▶ [Exercise prompt]:
Copy out each line from the material where the word "PathBuf" is found.

▶ [Extracted data]:
• • • • • • •
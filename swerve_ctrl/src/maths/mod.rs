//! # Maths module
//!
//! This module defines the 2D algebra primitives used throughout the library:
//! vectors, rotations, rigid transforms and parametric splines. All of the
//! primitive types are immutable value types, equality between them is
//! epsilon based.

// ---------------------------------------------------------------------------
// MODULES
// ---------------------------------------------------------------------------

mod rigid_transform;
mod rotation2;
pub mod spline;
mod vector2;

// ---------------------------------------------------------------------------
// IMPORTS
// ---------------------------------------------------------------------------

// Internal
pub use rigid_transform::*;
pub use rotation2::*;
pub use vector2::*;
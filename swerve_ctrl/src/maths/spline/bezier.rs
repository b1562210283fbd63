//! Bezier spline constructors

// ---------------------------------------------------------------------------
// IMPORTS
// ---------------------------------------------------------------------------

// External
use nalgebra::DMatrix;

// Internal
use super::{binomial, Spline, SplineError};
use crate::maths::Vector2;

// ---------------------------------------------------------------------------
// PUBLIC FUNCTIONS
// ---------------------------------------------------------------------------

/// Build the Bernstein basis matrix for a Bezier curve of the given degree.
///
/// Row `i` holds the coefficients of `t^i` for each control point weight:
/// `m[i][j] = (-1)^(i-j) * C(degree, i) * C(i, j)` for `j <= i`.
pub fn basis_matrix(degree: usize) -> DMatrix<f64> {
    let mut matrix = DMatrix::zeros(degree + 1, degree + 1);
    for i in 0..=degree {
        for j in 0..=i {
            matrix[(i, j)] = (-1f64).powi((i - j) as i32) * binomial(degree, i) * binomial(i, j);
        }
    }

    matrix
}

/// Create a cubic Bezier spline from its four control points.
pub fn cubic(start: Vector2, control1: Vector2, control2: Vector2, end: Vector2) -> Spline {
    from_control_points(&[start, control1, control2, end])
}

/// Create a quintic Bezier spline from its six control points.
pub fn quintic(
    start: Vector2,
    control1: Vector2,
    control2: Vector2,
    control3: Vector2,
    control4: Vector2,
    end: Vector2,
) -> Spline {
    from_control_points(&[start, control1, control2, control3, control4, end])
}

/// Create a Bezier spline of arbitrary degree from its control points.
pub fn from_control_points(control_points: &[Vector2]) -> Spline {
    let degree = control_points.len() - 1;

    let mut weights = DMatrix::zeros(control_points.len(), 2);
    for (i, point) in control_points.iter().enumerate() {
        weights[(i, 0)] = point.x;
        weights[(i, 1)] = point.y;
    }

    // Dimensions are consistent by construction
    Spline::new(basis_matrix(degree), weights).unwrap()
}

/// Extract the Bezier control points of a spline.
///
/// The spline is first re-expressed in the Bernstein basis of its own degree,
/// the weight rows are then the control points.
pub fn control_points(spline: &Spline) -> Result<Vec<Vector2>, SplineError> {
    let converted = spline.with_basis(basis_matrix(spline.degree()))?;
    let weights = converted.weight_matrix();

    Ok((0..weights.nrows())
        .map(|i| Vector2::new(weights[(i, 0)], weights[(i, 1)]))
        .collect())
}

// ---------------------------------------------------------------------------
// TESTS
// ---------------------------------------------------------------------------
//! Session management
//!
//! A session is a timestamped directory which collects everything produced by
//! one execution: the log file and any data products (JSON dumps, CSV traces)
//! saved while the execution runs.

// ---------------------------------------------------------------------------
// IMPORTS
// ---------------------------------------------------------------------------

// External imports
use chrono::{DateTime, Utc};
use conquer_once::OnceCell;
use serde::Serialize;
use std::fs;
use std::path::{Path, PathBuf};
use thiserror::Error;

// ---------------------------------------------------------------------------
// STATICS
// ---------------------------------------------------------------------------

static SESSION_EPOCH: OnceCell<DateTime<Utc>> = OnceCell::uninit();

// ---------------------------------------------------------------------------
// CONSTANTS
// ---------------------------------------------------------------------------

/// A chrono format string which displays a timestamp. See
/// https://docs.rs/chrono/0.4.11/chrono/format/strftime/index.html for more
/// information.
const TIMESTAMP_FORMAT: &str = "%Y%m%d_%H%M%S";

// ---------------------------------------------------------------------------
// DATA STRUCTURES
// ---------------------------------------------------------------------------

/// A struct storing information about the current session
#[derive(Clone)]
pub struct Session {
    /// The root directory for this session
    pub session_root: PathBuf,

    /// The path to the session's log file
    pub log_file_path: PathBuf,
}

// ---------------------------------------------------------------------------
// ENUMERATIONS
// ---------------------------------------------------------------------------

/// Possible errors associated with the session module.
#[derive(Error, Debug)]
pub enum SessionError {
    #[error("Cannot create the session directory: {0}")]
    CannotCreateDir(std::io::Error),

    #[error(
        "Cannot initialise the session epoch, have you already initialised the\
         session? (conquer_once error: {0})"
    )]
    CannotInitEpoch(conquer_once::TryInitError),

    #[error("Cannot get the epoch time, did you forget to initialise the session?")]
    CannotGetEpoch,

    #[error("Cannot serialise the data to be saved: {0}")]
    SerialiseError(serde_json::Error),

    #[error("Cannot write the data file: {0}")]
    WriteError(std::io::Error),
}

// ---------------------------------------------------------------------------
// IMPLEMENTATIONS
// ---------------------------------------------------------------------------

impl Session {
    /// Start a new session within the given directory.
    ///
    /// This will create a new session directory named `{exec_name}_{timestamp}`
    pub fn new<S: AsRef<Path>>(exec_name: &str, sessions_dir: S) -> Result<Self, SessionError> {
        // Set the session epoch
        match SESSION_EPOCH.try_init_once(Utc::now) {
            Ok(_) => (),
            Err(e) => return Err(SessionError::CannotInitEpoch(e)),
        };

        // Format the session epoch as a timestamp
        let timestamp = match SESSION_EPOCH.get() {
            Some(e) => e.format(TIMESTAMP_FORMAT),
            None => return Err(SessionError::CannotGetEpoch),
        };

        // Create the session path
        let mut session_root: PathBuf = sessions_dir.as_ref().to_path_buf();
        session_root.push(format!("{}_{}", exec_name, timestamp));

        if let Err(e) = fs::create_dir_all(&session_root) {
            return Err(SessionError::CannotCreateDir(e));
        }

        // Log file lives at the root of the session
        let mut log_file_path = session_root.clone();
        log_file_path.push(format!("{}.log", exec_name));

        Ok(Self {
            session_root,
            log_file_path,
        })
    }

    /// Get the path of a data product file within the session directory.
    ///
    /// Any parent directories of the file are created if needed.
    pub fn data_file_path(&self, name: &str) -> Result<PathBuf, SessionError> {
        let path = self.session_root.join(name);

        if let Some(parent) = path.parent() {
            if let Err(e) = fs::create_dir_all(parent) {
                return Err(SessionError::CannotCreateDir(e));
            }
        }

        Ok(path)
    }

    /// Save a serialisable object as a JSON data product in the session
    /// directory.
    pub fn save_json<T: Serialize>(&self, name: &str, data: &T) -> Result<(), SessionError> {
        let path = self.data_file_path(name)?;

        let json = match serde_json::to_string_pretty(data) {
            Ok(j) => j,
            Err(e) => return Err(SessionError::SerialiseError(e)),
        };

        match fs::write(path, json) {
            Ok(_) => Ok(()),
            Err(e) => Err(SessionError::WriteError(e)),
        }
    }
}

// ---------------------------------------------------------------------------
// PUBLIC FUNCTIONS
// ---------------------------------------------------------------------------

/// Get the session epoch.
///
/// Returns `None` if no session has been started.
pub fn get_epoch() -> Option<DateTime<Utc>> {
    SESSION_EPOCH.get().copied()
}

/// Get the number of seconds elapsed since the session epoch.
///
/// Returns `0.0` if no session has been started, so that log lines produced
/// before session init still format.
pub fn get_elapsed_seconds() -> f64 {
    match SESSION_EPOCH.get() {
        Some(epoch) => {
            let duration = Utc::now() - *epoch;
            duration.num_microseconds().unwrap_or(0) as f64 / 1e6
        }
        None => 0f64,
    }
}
• • • • • • •
▶ [Your solution]:
use std::path::{Path, PathBuf};
    pub session_root: PathBuf,
    pub log_file_path: PathBuf,
        let mut session_root: PathBuf = sessions_dir.as_ref().to_path_buf();
    pub fn data_file_path(&self, name: &str) -> Result<PathBuf, SessionError> {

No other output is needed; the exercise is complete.